Арапов поднялся. Лицо его выглядело усталым. Они вышли на улицу.

– Не возражаешь, если мы немножко покатаемся? – Сев за руль, он завел мотор. «Испано-сюиза» тронулась. – Долго ты пробудешь в Париже?

– Завтра улетаю.

Они обгоняли другие машины. Арапов, по-видимому, не собирался сбавлять скорость. У Тамарцева кружилась голова. Его слегка поташнивало от быстрой езды и оттого, что он мало спал.

– Тебя оштрафуют.

– У нас за это не штрафуют… Бойкие репортеры чувствуют себя ужасно умными, когда употребляют слово «небытие». Они уже много раз писали о том, что философ Арапов любит играть со смертью. Они называют меня сумасшедшим шофером. И они догадались кое о чем, Алеша. Мне иной раз действительно хочется разбиться.

– Надеюсь, не сегодня?

– А почему бы и нет? Нельзя все откладывать и откладывать. Еще прослывешь трусом. Но сегодня я рад, что встретился с тобой. Конечно, мы противники. И, кроме того, братья. Из близких родственников у меня никого не осталось, кроме тебя. Эти узкие улицы Монмартра. Здесь легче всего разбиться. Но это я себе. Ты не беспокойся, я доставлю тебя в твою гостиницу. Я слишком опытный водитель, чтобы разбить машину, хорошенько не пожелав этого. Помнишь, Алексей, мы с тобой ушли вверх по реке Гремящей в лес и заблудились, свернув с тропы в сторону? Наступила ночь. И кричала какая-то ночная птица. Жутко кричала. Плакала. Словно кого-то хоронила. Это она, Алеша, хоронила меня.

– Рановато она стала тебя хоронить. После того ты прожил еще сорок лет.

– Прожил ли? Ведь она оплакивала мое «я», мои возможности, то, что во мне не осуществилось, то, что я похоронил в себе. Ну, вот и твоя гостиница. Прощай, Алексей.

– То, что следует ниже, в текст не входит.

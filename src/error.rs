//! Error classification for storage, resolver and batch failures.
//!
//! Errors travel as `anyhow::Error` chains. A [`ForumError`] attached to the chain (either as the
//! root or as context) carries the [`ErrorKind`] which callers inspect via [`kind_of`]. Use
//! [`ResultExt`] to classify an existing error chain or [`forum_bail!`] for early returns.

use std::fmt::{Debug, Display, Formatter};

/// The failure taxonomy of the data access layer.
#[derive(Clone, Copy, Debug, PartialEq, Eq, Hash)]
pub enum ErrorKind {
    /// A referenced entity does not exist.
    NotFound,
    /// Malformed input which the caller should have prevented.
    Validation,
    /// An optimistic precondition lost against the current item state.
    ConditionFailed,
    /// The store could not be reached or failed internally.
    StoreUnavailable,
    /// The store rejected the request due to rate limits.
    Throttled,
    /// A batch where some items failed while the rest already committed.
    PartialFailure,
}

impl ErrorKind {
    /// Transient infrastructure faults are worth another attempt, business signals are not.
    pub fn is_retryable(self) -> bool {
        matches!(self, ErrorKind::StoreUnavailable | ErrorKind::Throttled)
    }
}

impl Display for ErrorKind {
    fn fmt(&self, f: &mut Formatter<'_>) -> std::fmt::Result {
        let name = match self {
            ErrorKind::NotFound => "not found",
            ErrorKind::Validation => "validation error",
            ErrorKind::ConditionFailed => "condition failed",
            ErrorKind::StoreUnavailable => "store unavailable",
            ErrorKind::Throttled => "throttled",
            ErrorKind::PartialFailure => "partial failure",
        };

        write!(f, "{}", name)
    }
}

/// A classified error with a human-readable message.
#[derive(Clone, Debug)]
pub struct ForumError {
    pub kind: ErrorKind,
    pub message: String,
}

impl ForumError {
    pub fn new(kind: ErrorKind, message: impl ToString) -> Self {
        ForumError {
            kind,
            message: message.to_string(),
        }
    }
}

impl Display for ForumError {
    fn fmt(&self, f: &mut Formatter<'_>) -> std::fmt::Result {
        write!(f, "{}", self.message)
    }
}

impl std::error::Error for ForumError {}

/// Returns the kind of the outermost [`ForumError`] within the given chain.
pub fn kind_of(err: &anyhow::Error) -> Option<ErrorKind> {
    err.downcast_ref::<ForumError>().map(|err| err.kind)
}

/// Determines if the given error carries the given kind.
pub fn is_kind(err: &anyhow::Error, kind: ErrorKind) -> bool {
    kind_of(err) == Some(kind)
}

/// Extension trait for classifying error results.
pub trait ResultExt<T> {
    /// Wraps the error with a [`ForumError`] of the given kind.
    fn with_kind(self, kind: ErrorKind) -> anyhow::Result<T>;

    /// Convenience method for `with_kind(ErrorKind::Validation)`.
    fn mark_invalid(self) -> anyhow::Result<T>;
}

impl<T> ResultExt<T> for anyhow::Result<T> {
    fn with_kind(self, kind: ErrorKind) -> anyhow::Result<T> {
        match self {
            Ok(t) => Ok(t),
            Err(err) => {
                let message = format!("{:#}", err);
                Err(err.context(ForumError { kind, message }))
            }
        }
    }

    fn mark_invalid(self) -> anyhow::Result<T> {
        self.with_kind(ErrorKind::Validation)
    }
}

/// Early return with a classified error.
#[macro_export]
macro_rules! forum_bail {
    ($kind:expr, $msg:literal $(,)?) => {
        return Err(::anyhow::Error::new($crate::error::ForumError::new($kind, format!($msg))))
    };
    ($kind:expr, $fmt:literal, $($arg:tt)*) => {
        return Err(::anyhow::Error::new($crate::error::ForumError::new($kind, format!($fmt, $($arg)*))))
    };
}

Арапов нагнулся и поцеловал Тамарцева в губы.

Светало.

Вечером, просматривая газету, Тамарцев с ужасом прочел, что философ Арапов разбил машину, налетев на уличный фонарь, и в бессознательном состоянии доставлен в больницу.

2

Радию Ивановичу отвели отдельное помещение для самостоятельной работы, дали двух помощников. Для этого пришлось нарушить все существовавшие традиции. Ведь Богатырев пока аспирант. А в помощники ему дали двух кандидатов наук, людей немолодых, со стажем, с опытом, с эрудицией. И все-таки не они будут руководить Радиком, а Радик ими, потому что у Радика оригинальные и перспективные идеи.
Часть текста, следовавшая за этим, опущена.